▸ WHAT YOU NEED TO DO
Read the records beneath this task and copy every line that contains the string "Router".

▸ Saved entries

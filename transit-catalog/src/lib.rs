pub mod models;
pub mod provider;
pub mod in_memory;

pub use models::{Route, Stop, VehicleOffering};
pub use provider::{ArrivalEstimates, CatalogError, RouteCatalog, StopCatalog, VehicleCatalog};
pub use in_memory::InMemoryCatalog;
pub mod draft;
pub mod confirmation;
pub mod backend;
pub mod search;

pub use draft::{BookingDraft, ContactField, SelectionField, ValidationError};
pub use confirmation::ConfirmationIssuer;
pub use backend::{BookingBackend, BookingReceipt, SimulatedBackend};
pub use search::{search_trips, TripOption};

use transit_catalog::CatalogError;

#[derive(Debug, thiserror::Error)]
pub enum CoreError {
    #[error("Validation failed: {0}")]
    ValidationError(#[from] ValidationError),
    #[error("Booking service unavailable: {0}")]
    BackendUnavailable(String),
    #[error("Booking rejected: {0}")]
    Rejected(String),
    #[error("Stop not found: {0}")]
    UnknownStop(String),
    #[error(transparent)]
    Catalog(#[from] CatalogError),
}

impl CoreError {
    /// Whether the same request may succeed if sent again unchanged.
    pub fn is_retryable(&self) -> bool {
        matches!(self, CoreError::BackendUnavailable(_) | CoreError::Catalog(_))
    }
}

pub type CoreResult<T> = Result<T, CoreError>;
use axum::{
    body::{self, Body},
    http::{Method, Request, StatusCode},
    Router,
};
use serde_json::{json, Value};
use std::sync::Arc;
use std::time::Duration;
use tower::ServiceExt;
use transit_api::{app, AppState};
use transit_catalog::InMemoryCatalog;
use transit_core::SimulatedBackend;
use transit_shared::models::events::BookingEvent;

fn test_app(backend: Arc<SimulatedBackend>) -> Router {
    app(AppState::new(InMemoryCatalog::pune(), backend, Some(Duration::from_secs(5))))
}

async fn call(app: &Router, method: Method, uri: &str, body: Option<Value>) -> (StatusCode, Value) {
    let builder = Request::builder().method(method).uri(uri);
    let request = match body {
        Some(body) => builder
            .header("content-type", "application/json")
            .body(Body::from(body.to_string()))
            .expect("request"),
        None => builder.body(Body::empty()).expect("request"),
    };

    let response = app.clone().oneshot(request).await.expect("response");
    let status = response.status();
    let bytes = body::to_bytes(response.into_body(), usize::MAX).await.expect("body");
    let value = if bytes.is_empty() {
        Value::Null
    } else {
        serde_json::from_slice(&bytes).expect("json body")
    };
    (status, value)
}

async fn start_session(app: &Router) -> String {
    let (status, body) = call(app, Method::POST, "/v1/bookings/sessions", None).await;
    assert_eq!(status, StatusCode::CREATED);
    assert_eq!(body["step"], "SELECTION");
    body["session_id"].as_str().expect("session id").to_string()
}

async fn fill_selection(app: &Router, session: &str, source: &str, destination: &str) {
    let (status, body) = call(
        app,
        Method::PUT,
        &format!("/v1/bookings/sessions/{}/vehicle", session),
        Some(json!({ "vehicle_id": "MH-12-AB-1234" })),
    )
    .await;
    assert_eq!(status, StatusCode::OK);
    assert_eq!(body["draft"]["fare_amount"], 15);

    let (status, _) = call(
        app,
        Method::PUT,
        &format!("/v1/bookings/sessions/{}/stops", session),
        Some(json!({ "source_stop_id": source, "destination_stop_id": destination })),
    )
    .await;
    assert_eq!(status, StatusCode::OK);
}

async fn fill_passenger(app: &Router, session: &str) {
    let (status, body) = call(
        app,
        Method::PUT,
        &format!("/v1/bookings/sessions/{}/passenger", session),
        Some(json!({ "passenger_name": "Jane", "phone": "9999999999", "email": "jane@x.com" })),
    )
    .await;
    assert_eq!(status, StatusCode::OK);
    assert_eq!(body["draft"]["email"], "jane@x.com");
}

#[tokio::test]
async fn test_health() {
    let app = test_app(Arc::new(SimulatedBackend::instant()));
    let (status, body) = call(&app, Method::GET, "/health", None).await;
    assert_eq!(status, StatusCode::OK);
    assert_eq!(body["status"], "ok");
}

#[tokio::test]
async fn test_catalog_endpoints() {
    let app = test_app(Arc::new(SimulatedBackend::instant()));

    let (status, vehicles) = call(&app, Method::GET, "/v1/vehicles", None).await;
    assert_eq!(status, StatusCode::OK);
    assert_eq!(vehicles.as_array().unwrap().len(), 3);

    let (_, stops) = call(&app, Method::GET, "/v1/stops", None).await;
    assert_eq!(stops.as_array().unwrap().len(), 10);

    let (_, routes) = call(&app, Method::GET, "/v1/routes?q=Baner", None).await;
    let routes = routes.as_array().unwrap();
    assert_eq!(routes.len(), 1);
    assert_eq!(routes[0]["route_name"], "Route 3C - FC Road Circular");
    assert_eq!(routes[0]["stop_count"], 6);
    assert_eq!(routes[0]["estimated_minutes"], 18);

    let (_, all) = call(&app, Method::GET, "/v1/routes", None).await;
    assert_eq!(all.as_array().unwrap().len(), 3);
}

#[tokio::test]
async fn test_bus_search() {
    let app = test_app(Arc::new(SimulatedBackend::instant()));

    let (status, trips) = call(&app, Method::GET, "/v1/search?from=pune-station&to=katraj", None).await;
    assert_eq!(status, StatusCode::OK);
    let trips = trips.as_array().unwrap();
    assert_eq!(trips.len(), 3);
    assert_eq!(trips[0]["vehicle_id"], "MH-12-AB-1234");
    assert_eq!(trips[0]["fare_amount"], 15);
    assert_eq!(trips[0]["eta_minutes"], 5);
    assert_eq!(trips[2]["eta_minutes"], 18);

    let (status, body) = call(&app, Method::GET, "/v1/search?from=camp&to=camp", None).await;
    assert_eq!(status, StatusCode::BAD_REQUEST);
    assert!(body["error"].as_str().unwrap().contains("same stop"));

    let (status, _) = call(&app, Method::GET, "/v1/search?from=camp&to=lonavala", None).await;
    assert_eq!(status, StatusCode::NOT_FOUND);
}

#[tokio::test]
async fn test_full_booking_flow() {
    let backend = Arc::new(SimulatedBackend::instant());
    let app = test_app(backend.clone());
    let session = start_session(&app).await;

    fill_selection(&app, &session, "pune-station", "katraj").await;

    let (status, body) = call(&app, Method::POST, &format!("/v1/bookings/sessions/{}/continue", session), None).await;
    assert_eq!(status, StatusCode::OK);
    assert_eq!(body["step"], "DETAILS");

    fill_passenger(&app, &session).await;

    let (status, body) = call(&app, Method::POST, &format!("/v1/bookings/sessions/{}/submit", session), None).await;
    assert_eq!(status, StatusCode::OK);
    assert_eq!(body["session"]["step"], "CONFIRMATION");
    assert_eq!(body["booking"]["booking"]["fare_amount"], 15);
    assert_eq!(body["booking"]["booking"]["source_stop"]["name"], "Pune Station");
    let confirmation = body["booking"]["confirmation_id"].as_str().unwrap().to_string();
    assert!(confirmation.starts_with("BK"));
    assert_eq!(body["session"]["confirmation_id"], confirmation.as_str());
    assert_eq!(backend.calls(), 1);

    // Recorded in history as an upcoming trip
    let (_, history) = call(&app, Method::GET, &format!("/v1/bookings/history?q={}", confirmation), None).await;
    assert_eq!(history["bookings"][0]["status"], "confirmed");
    assert_eq!(history["summary"]["total"], 5);
    assert_eq!(history["summary"]["upcoming"], 2);

    let (status, record) = call(&app, Method::GET, &format!("/v1/bookings/history/{}", confirmation), None).await;
    assert_eq!(status, StatusCode::OK);
    assert_eq!(record["destination"], "Katraj");

    // Book another
    let (status, body) = call(&app, Method::POST, &format!("/v1/bookings/sessions/{}/reset", session), None).await;
    assert_eq!(status, StatusCode::OK);
    assert_eq!(body["step"], "SELECTION");
    assert!(body["confirmation_id"].is_null());
    assert!(body["draft"]["vehicle_id"].is_null());
}

#[tokio::test]
async fn test_same_stop_rejected() {
    let app = test_app(Arc::new(SimulatedBackend::instant()));
    let session = start_session(&app).await;
    fill_selection(&app, &session, "camp", "camp").await;

    let (status, body) = call(&app, Method::POST, &format!("/v1/bookings/sessions/{}/continue", session), None).await;
    assert_eq!(status, StatusCode::BAD_REQUEST);
    assert_eq!(body["error"], "Source and destination cannot be the same stop");
    assert_eq!(body["retryable"], false);

    let (_, view) = call(&app, Method::GET, &format!("/v1/bookings/sessions/{}", session), None).await;
    assert_eq!(view["step"], "SELECTION");
}

#[tokio::test]
async fn test_missing_selection_and_unknown_ids() {
    let app = test_app(Arc::new(SimulatedBackend::instant()));
    let session = start_session(&app).await;

    let (status, body) = call(&app, Method::POST, &format!("/v1/bookings/sessions/{}/continue", session), None).await;
    assert_eq!(status, StatusCode::BAD_REQUEST);
    assert!(body["error"].as_str().unwrap().starts_with("Incomplete selection"));

    let (status, _) = call(
        &app,
        Method::PUT,
        &format!("/v1/bookings/sessions/{}/vehicle", session),
        Some(json!({ "vehicle_id": "MH-12-ZZ-9999" })),
    )
    .await;
    assert_eq!(status, StatusCode::NOT_FOUND);

    let (status, _) = call(&app, Method::GET, "/v1/bookings/sessions/00000000-0000-0000-0000-000000000000", None).await;
    assert_eq!(status, StatusCode::NOT_FOUND);
}

#[tokio::test]
async fn test_wrong_step_is_conflict() {
    let app = test_app(Arc::new(SimulatedBackend::instant()));
    let session = start_session(&app).await;

    let (status, _) = call(&app, Method::POST, &format!("/v1/bookings/sessions/{}/submit", session), None).await;
    assert_eq!(status, StatusCode::CONFLICT);

    let (status, _) = call(&app, Method::POST, &format!("/v1/bookings/sessions/{}/back", session), None).await;
    assert_eq!(status, StatusCode::CONFLICT);
}

#[tokio::test]
async fn test_missing_contact_never_submits() {
    let backend = Arc::new(SimulatedBackend::instant());
    let app = test_app(backend.clone());
    let session = start_session(&app).await;
    fill_selection(&app, &session, "pune-station", "katraj").await;
    call(&app, Method::POST, &format!("/v1/bookings/sessions/{}/continue", session), None).await;

    let (status, body) = call(&app, Method::POST, &format!("/v1/bookings/sessions/{}/submit", session), None).await;
    assert_eq!(status, StatusCode::BAD_REQUEST);
    assert!(body["error"].as_str().unwrap().contains("passenger name"));
    assert_eq!(backend.calls(), 0);
}

#[tokio::test]
async fn test_back_keeps_draft() {
    let app = test_app(Arc::new(SimulatedBackend::instant()));
    let session = start_session(&app).await;
    fill_selection(&app, &session, "pune-station", "katraj").await;
    call(&app, Method::POST, &format!("/v1/bookings/sessions/{}/continue", session), None).await;
    fill_passenger(&app, &session).await;

    let (status, body) = call(&app, Method::POST, &format!("/v1/bookings/sessions/{}/back", session), None).await;
    assert_eq!(status, StatusCode::OK);
    assert_eq!(body["step"], "SELECTION");
    assert_eq!(body["draft"]["passenger_name"], "Jane");
    assert_eq!(body["draft"]["destination_stop"]["id"], "katraj");
}

#[tokio::test]
async fn test_backend_failure_is_retryable() {
    let backend = Arc::new(SimulatedBackend::instant().failing(true));
    let app = test_app(backend.clone());
    let session = start_session(&app).await;
    fill_selection(&app, &session, "pune-station", "katraj").await;
    call(&app, Method::POST, &format!("/v1/bookings/sessions/{}/continue", session), None).await;
    fill_passenger(&app, &session).await;

    let (status, body) = call(&app, Method::POST, &format!("/v1/bookings/sessions/{}/submit", session), None).await;
    assert_eq!(status, StatusCode::BAD_GATEWAY);
    assert_eq!(body["retryable"], true);

    let (_, view) = call(&app, Method::GET, &format!("/v1/bookings/sessions/{}", session), None).await;
    assert_eq!(view["step"], "DETAILS");
    assert_eq!(view["submitting"], false);

    backend.set_failing(false);
    let (status, _) = call(&app, Method::POST, &format!("/v1/bookings/sessions/{}/submit", session), None).await;
    assert_eq!(status, StatusCode::OK);
    assert_eq!(backend.calls(), 2);
}

#[tokio::test]
async fn test_history_search_and_summary() {
    let app = test_app(Arc::new(SimulatedBackend::instant()));

    let (status, body) = call(&app, Method::GET, "/v1/bookings/history", None).await;
    assert_eq!(status, StatusCode::OK);
    assert_eq!(body["bookings"].as_array().unwrap().len(), 4);
    assert_eq!(body["summary"]["completed"], 2);
    assert_eq!(body["summary"]["total_spent"], 45);

    let (_, filtered) = call(&app, Method::GET, "/v1/bookings/history?q=hadapsar", None).await;
    assert_eq!(filtered["bookings"].as_array().unwrap().len(), 1);
    assert_eq!(filtered["bookings"][0]["booking_id"], "BK123457");
    // Summary still covers everything
    assert_eq!(filtered["summary"]["total"], 4);

    let (status, _) = call(&app, Method::GET, "/v1/bookings/history/BK000000", None).await;
    assert_eq!(status, StatusCode::NOT_FOUND);
}

#[tokio::test]
async fn test_end_session() {
    let app = test_app(Arc::new(SimulatedBackend::instant()));
    let session = start_session(&app).await;

    let (status, _) = call(&app, Method::DELETE, &format!("/v1/bookings/sessions/{}", session), None).await;
    assert_eq!(status, StatusCode::NO_CONTENT);

    let (status, _) = call(&app, Method::GET, &format!("/v1/bookings/sessions/{}", session), None).await;
    assert_eq!(status, StatusCode::NOT_FOUND);
}

#[tokio::test]
async fn test_confirmation_is_broadcast() {
    let state = AppState::new(
        InMemoryCatalog::pune(),
        Arc::new(SimulatedBackend::instant()),
        None,
    );
    let mut rx = state.events_tx.subscribe();
    let app = app(state);

    // The stream never ends; only the headers are checked
    let response = app
        .clone()
        .oneshot(Request::get("/v1/bookings/events").body(Body::empty()).expect("request"))
        .await
        .expect("response");
    assert_eq!(response.status(), StatusCode::OK);
    assert_eq!(response.headers()["content-type"], "text/event-stream");

    let session = start_session(&app).await;
    fill_selection(&app, &session, "pune-station", "katraj").await;
    call(&app, Method::POST, &format!("/v1/bookings/sessions/{}/continue", session), None).await;
    fill_passenger(&app, &session).await;
    call(&app, Method::POST, &format!("/v1/bookings/sessions/{}/submit", session), None).await;

    match rx.try_recv().expect("event") {
        BookingEvent::Confirmed(event) => {
            assert_eq!(event.session_id.to_string(), session);
            assert_eq!(event.vehicle_id, "MH-12-AB-1234");
            assert_eq!(event.fare_amount, 15);
        }
        other => panic!("unexpected event: {:?}", other),
    }
}

#[tokio::test]
async fn test_disconnected_submit_still_recorded() {
    let state = AppState::new(
        InMemoryCatalog::pune(),
        Arc::new(SimulatedBackend::new(Duration::from_millis(100))),
        Some(Duration::from_secs(5)),
    );
    let mut events = state.events_tx.subscribe();
    let app = app(state);
    let session = start_session(&app).await;
    fill_selection(&app, &session, "pune-station", "katraj").await;
    call(&app, Method::POST, &format!("/v1/bookings/sessions/{}/continue", session), None).await;
    fill_passenger(&app, &session).await;

    // The client gives up long before the booking service answers
    let submit_path = format!("/v1/bookings/sessions/{}/submit", session);
    let submit = call(&app, Method::POST, &submit_path, None);
    assert!(tokio::time::timeout(Duration::from_millis(10), submit).await.is_err());

    let mut view = Value::Null;
    for _ in 0..100 {
        let (_, body) = call(&app, Method::GET, &format!("/v1/bookings/sessions/{}", session), None).await;
        view = body;
        if view["submitting"] == false {
            break;
        }
        tokio::time::sleep(Duration::from_millis(10)).await;
    }
    assert_eq!(view["submitting"], false);
    assert_eq!(view["step"], "CONFIRMATION");

    let confirmation_id = view["confirmation_id"].as_str().unwrap().to_string();
    let (status, record) = call(&app, Method::GET, &format!("/v1/bookings/history/{}", confirmation_id), None).await;
    assert_eq!(status, StatusCode::OK);
    assert_eq!(record["status"], "confirmed");

    match events.try_recv() {
        Ok(BookingEvent::Confirmed(event)) => assert_eq!(event.confirmation_id, confirmation_id),
        other => panic!("expected a confirmation event, got {:?}", other),
    }
}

▸ SOLUTION
    Router,
fn test_app(backend: Arc<SimulatedBackend>) -> Router {
async fn call(app: &Router, method: Method, uri: &str, body: Option<Value>) -> (StatusCode, Value) {
async fn start_session(app: &Router) -> String {
async fn fill_selection(app: &Router, session: &str, source: &str, destination: &str) {
async fn fill_passenger(app: &Router, session: &str) {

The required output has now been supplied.